This week a militant Islamist group in Indonesia raided the offices of an HIV prevention organization on suspicion that the group had been conducting “LGBT activities.” The Islamic Defenders Front (FPI) was joined by Indonesian soldiers and local residents in an incident that follows a disturbing pattern of similar vigilante raids across Indonesia. 

Sebuah kelompok yang menentang komunitas Lesbian, Gay dan Transjender (LGBT) sedang bersiap untuk menghadapi kelompok pro-LGBT yang melakukan protes tandingan di Monumen Tugu, Yogyakarta, pada 23 Pebruari.

© 2016 Andreas Fitri Atmoko/Antara

Mulyadi Anwar, a member of the city council in Pekanbaru in eastern Sumatra, orchestrated the raid and boasted about it in an anti-LGBT message on his re-election campaign Facebook page. Mulyadi acknowledged that the organization provides condoms and counseling for sex workers and waria (roughly translated as transgender women). However, he said: “[The organization] is for HIV prevention but we still cannot accept it. They still do vice activities. We are closing this place.”

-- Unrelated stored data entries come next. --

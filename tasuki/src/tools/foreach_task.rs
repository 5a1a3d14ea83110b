//! Iteration counter for forEach workflow nodes.

use async_trait::async_trait;
use serde::Deserialize;
use serde_json::Value;

use crate::context::AgentContext;
use crate::error::ToolError;
use crate::message::ToolUse;
use crate::tool::{Tool, ToolResult};

/// Walks a forEach node's item list one element per call.
///
/// The cursor lives in agent-scoped variables keyed by node id, so several
/// forEach sections in one agent keep independent positions. Items are
/// either an inline array or the name of a task variable holding one.
#[derive(Debug, Clone, Copy, Default)]
pub struct ForeachTaskTool;

#[derive(Debug, Deserialize)]
struct ForeachArgs {
    node_id: u32,
    #[serde(default)]
    action: ForeachAction,
    #[serde(default)]
    items: Option<Value>,
}

#[derive(Debug, Default, Deserialize)]
#[serde(rename_all = "lowercase")]
enum ForeachAction {
    #[default]
    Next,
    Reset,
}

fn cursor_key(node_id: u32) -> String {
    format!("__foreach_cursor_{node_id}")
}

fn resolve_items(ctx: &AgentContext, items: Option<Value>) -> Result<Vec<Value>, ToolError> {
    let value = match items {
        Some(Value::Array(list)) => return Ok(list),
        Some(Value::String(name)) => ctx.task().get_variable(&name).ok_or_else(|| {
            ToolError::InvalidArguments(format!("variable '{name}' is not set"))
        })?,
        Some(other) => other,
        None => {
            return Err(ToolError::InvalidArguments(
                "'items' is required: an array or a variable name".into(),
            ));
        }
    };
    match value {
        Value::Array(list) => Ok(list),
        other => Ok(vec![other]),
    }
}

#[async_trait]
impl Tool for ForeachTaskTool {
    fn name(&self) -> &str {
        "foreach_task"
    }

    fn description(&self) -> String {
        "Iterate over the items of a forEach node. Call with action 'next' \
         to receive the next item; the tool reports 'done' when the list is \
         exhausted. 'reset' restarts the iteration."
            .to_owned()
    }

    fn parameters(&self) -> Value {
        serde_json::json!({
            "type": "object",
            "properties": {
                "node_id": {
                    "type": "integer",
                    "description": "Id of the forEach node being iterated"
                },
                "action": {
                    "type": "string",
                    "enum": ["next", "reset"],
                    "description": "Advance the cursor or restart"
                },
                "items": {
                    "description": "The item array, or the name of a task variable holding it"
                }
            },
            "required": ["node_id", "items"]
        })
    }

    async fn execute(
        &self,
        args: Value,
        ctx: &AgentContext,
        _call: &ToolUse,
    ) -> Result<ToolResult, ToolError> {
        let args: ForeachArgs = serde_json::from_value(args)?;
        let key = cursor_key(args.node_id);

        match args.action {
            ForeachAction::Reset => {
                ctx.set_variable(&key, Value::from(0));
                Ok(ToolResult::text("Iteration reset"))
            }
            ForeachAction::Next => {
                let items = resolve_items(ctx, args.items)?;
                let cursor = ctx
                    .get_variable(&key)
                    .and_then(|v| v.as_u64())
                    .unwrap_or(0) as usize;
                if cursor >= items.len() {
                    return Ok(ToolResult::text(format!(
                        "done: all {} items processed",
                        items.len()
                    )));
                }
                ctx.set_variable(&key, Value::from(cursor as u64 + 1));
                let item = &items[cursor];
                Ok(ToolResult::text(format!(
                    "item {} of {}: {}",
                    cursor + 1,
                    items.len(),
                    serde_json::to_string(item).unwrap_or_else(|_| item.to_string())
                )))
            }
        }
    }
}
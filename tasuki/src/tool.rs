//! Tool trait and registry for agent toolsets.
//!
//! Tools are the primary way agents act on the world. Each tool exposes a
//! JSON-schema parameter description for LLM function calling and an
//! `execute` entry point that runs under the calling agent's context.

use std::collections::HashMap;
use std::fmt;
use std::sync::Arc;

use async_trait::async_trait;
use serde::{Deserialize, Serialize};
use serde_json::Value;

use crate::context::AgentContext;
use crate::error::ToolError;
use crate::message::ToolUse;

/// One part of a tool result body.
#[derive(Debug, Clone, Serialize, Deserialize)]
#[serde(tag = "type", rename_all = "lowercase")]
pub enum ToolPart {
    /// Plain text output.
    Text {
        /// The text content.
        text: String,
    },
    /// Image output.
    Image {
        /// Base64-encoded image data.
        data: String,
        /// MIME type (e.g., "image/png").
        mime_type: String,
    },
    /// File output.
    File {
        /// Base64-encoded file data.
        data: String,
        /// MIME type of the file.
        mime_type: String,
    },
}

/// Result of a tool invocation.
#[derive(Debug, Clone, Default, Serialize, Deserialize)]
pub struct ToolResult {
    /// Ordered result parts.
    pub content: Vec<ToolPart>,
    /// Whether the invocation failed.
    #[serde(default)]
    pub is_error: bool,
    /// Optional provider- or tool-specific extra data.
    #[serde(default, skip_serializing_if = "Option::is_none")]
    pub ext_info: Option<serde_json::Map<String, Value>>,
}

impl ToolResult {
    /// Create a successful text result.
    #[must_use]
    pub fn text(text: impl Into<String>) -> Self {
        Self {
            content: vec![ToolPart::Text { text: text.into() }],
            is_error: false,
            ext_info: None,
        }
    }

    /// Create an error result with a text explanation.
    #[must_use]
    pub fn error(text: impl Into<String>) -> Self {
        Self {
            content: vec![ToolPart::Text { text: text.into() }],
            is_error: true,
            ext_info: None,
        }
    }

    /// Create a successful result from a serializable value.
    #[must_use]
    pub fn json(value: &Value) -> Self {
        Self::text(serde_json::to_string(value).unwrap_or_else(|_| value.to_string()))
    }

    /// Attach extra info.
    #[must_use]
    pub fn with_ext_info(mut self, ext_info: serde_json::Map<String, Value>) -> Self {
        self.ext_info = Some(ext_info);
        self
    }

    /// First text part, if any.
    #[must_use]
    pub fn first_text(&self) -> Option<&str> {
        self.content.iter().find_map(|part| match part {
            ToolPart::Text { text } => Some(text.as_str()),
            _ => None,
        })
    }

    /// Render the result as a single string for conversation history.
    #[must_use]
    pub fn render(&self) -> String {
        self.content
            .iter()
            .map(|part| match part {
                ToolPart::Text { text } => text.clone(),
                ToolPart::Image { mime_type, .. } => format!("[image {mime_type}]"),
                ToolPart::File { mime_type, .. } => format!("[file {mime_type}]"),
            })
            .collect::<Vec<_>>()
            .join("\n")
    }
}

/// Definition of a tool for LLM function calling.
#[derive(Debug, Clone, Serialize, Deserialize)]
pub struct ToolDefinition {
    /// Tool name in snake_case.
    pub name: String,
    /// Description shown to the model.
    pub description: String,
    /// JSON schema for the tool's parameters.
    pub parameters: Value,
}

impl ToolDefinition {
    /// Create a new tool definition.
    #[must_use]
    pub fn new(name: impl Into<String>, description: impl Into<String>, parameters: Value) -> Self {
        Self {
            name: name.into(),
            description: description.into(),
            parameters,
        }
    }
}

/// The core trait for all tools agents can use.
///
/// Implementations receive the raw resolved arguments together with the
/// calling agent's context, so tools can read and write task variables,
/// reach the callback, or observe the abort signal.
#[async_trait]
pub trait Tool: Send + Sync {
    /// Name of the tool, unique within an agent's effective toolset.
    fn name(&self) -> &str;

    /// Description of what the tool does.
    fn description(&self) -> String;

    /// JSON schema for the tool's parameters.
    fn parameters(&self) -> Value;

    /// Whether the tool is hidden from planning prompts.
    fn no_plan(&self) -> bool {
        false
    }

    /// The definition used in LLM requests.
    fn definition(&self) -> ToolDefinition {
        ToolDefinition::new(self.name().to_owned(), self.description(), self.parameters())
    }

    /// Execute the tool with resolved arguments.
    ///
    /// # Errors
    ///
    /// Returns a [`ToolError`] on failure; the dispatcher converts it into
    /// a `ToolResult { is_error: true }` rather than propagating.
    async fn execute(
        &self,
        args: Value,
        ctx: &AgentContext,
        call: &ToolUse,
    ) -> Result<ToolResult, ToolError>;
}

/// An agent's effective toolset, preserving registration order.
#[derive(Default, Clone)]
pub struct ToolRegistry {
    tools: Vec<Arc<dyn Tool>>,
    index: HashMap<String, usize>,
}

impl ToolRegistry {
    /// Create an empty registry.
    #[must_use]
    pub fn new() -> Self {
        Self::default()
    }

    /// Register a tool.
    ///
    /// Returns `false` and leaves the registry unchanged when a tool with
    /// the same name is already present; the first registration wins so
    /// that discovered tools cannot shadow built-ins.
    pub fn add(&mut self, tool: Arc<dyn Tool>) -> bool {
        let name = tool.name().to_owned();
        if self.index.contains_key(&name) {
            tracing::warn!(tool = %name, "Skipping duplicate tool registration");
            return false;
        }
        self.index.insert(name, self.tools.len());
        self.tools.push(tool);
        true
    }

    /// Get a tool by exact name.
    #[must_use]
    pub fn get(&self, name: &str) -> Option<&Arc<dyn Tool>> {
        self.index.get(name).map(|&i| &self.tools[i])
    }

    /// Whether the registry contains a tool with the given name.
    #[must_use]
    pub fn contains(&self, name: &str) -> bool {
        self.index.contains_key(name)
    }

    /// All tool definitions in registration order.
    #[must_use]
    pub fn definitions(&self) -> Vec<ToolDefinition> {
        self.tools.iter().map(|t| t.definition()).collect()
    }

    /// Names of all tools in registration order.
    #[must_use]
    pub fn names(&self) -> Vec<&str> {
        self.tools.iter().map(|t| t.name()).collect()
    }

    /// Names of tools visible to the planner (those without `no_plan`).
    #[must_use]
    pub fn planning_names(&self) -> Vec<&str> {
        self.tools
            .iter()
            .filter(|t| !t.no_plan())
            .map(|t| t.name())
            .collect()
    }

    /// Remove every tool whose name satisfies the predicate.
    pub fn retain(&mut self, mut keep: impl FnMut(&str) -> bool) {
        self.tools.retain(|t| keep(t.name()));
        self.index = self
            .tools
            .iter()
            .enumerate()
            .map(|(i, t)| (t.name().to_owned(), i))
            .collect();
    }

    /// Number of registered tools.
    #[must_use]
    pub fn len(&self) -> usize {
        self.tools.len()
    }

    /// Whether the registry is empty.
    #[must_use]
    pub fn is_empty(&self) -> bool {
        self.tools.is_empty()
    }
}

impl fmt::Debug for ToolRegistry {
    fn fmt(&self, f: &mut fmt::Formatter<'_>) -> fmt::Result {
        f.debug_struct("ToolRegistry")
            .field("tools", &self.names())
            .finish()
    }
}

For three years Indonesia has been engulfed by a government-driven moral panic about gender and sexuality. Politicians, government officials, and state offices have issued anti-LGBT statements calling for criminalization of homosexuality, censorship of LGBT-related information, and other threats to the rights of lesbian, gay, bisexual, and transgender people.

Tensions began across the country in January 2016, when Indonesia’s higher education minister, Mohammed Nasir, tweeted that he wanted to ban all LGBT student groups from university campuses. Within two months, dozens of public officials had joined a cascade of public anti-LGBT vitriol.

Throughout 2017, police across Indonesia raided saunas, nightclubs, hotel rooms, hair salons, and private homes on suspicion that gay or transgender people were inside. Militant Islamists often tipped off police or accompanied them during these raids. Police apprehended at least 300 people in 2017 because of their presumed sexual orientation or gender identity. Raids and arrests continued throughout 2018.

The combination of anti-LGBT rhetoric, the public flogging of gay men, and police targeting of private spaces has jeopardized Indonesia’s very limited public health infrastructure. Indonesia’s HIV rates in men who have sex with men, which have spiked five-fold over the past decade, could worsen as a result.

Years of anti-LGBT rhetoric from public officials has effectively sanctioned and given political cover for violence and discrimination. To change course, the government needs to uphold its commitments to “unity in diversity” by halting and investigating unlawful police raids and by supporting inclusive public health programs – not sanctioning their attack.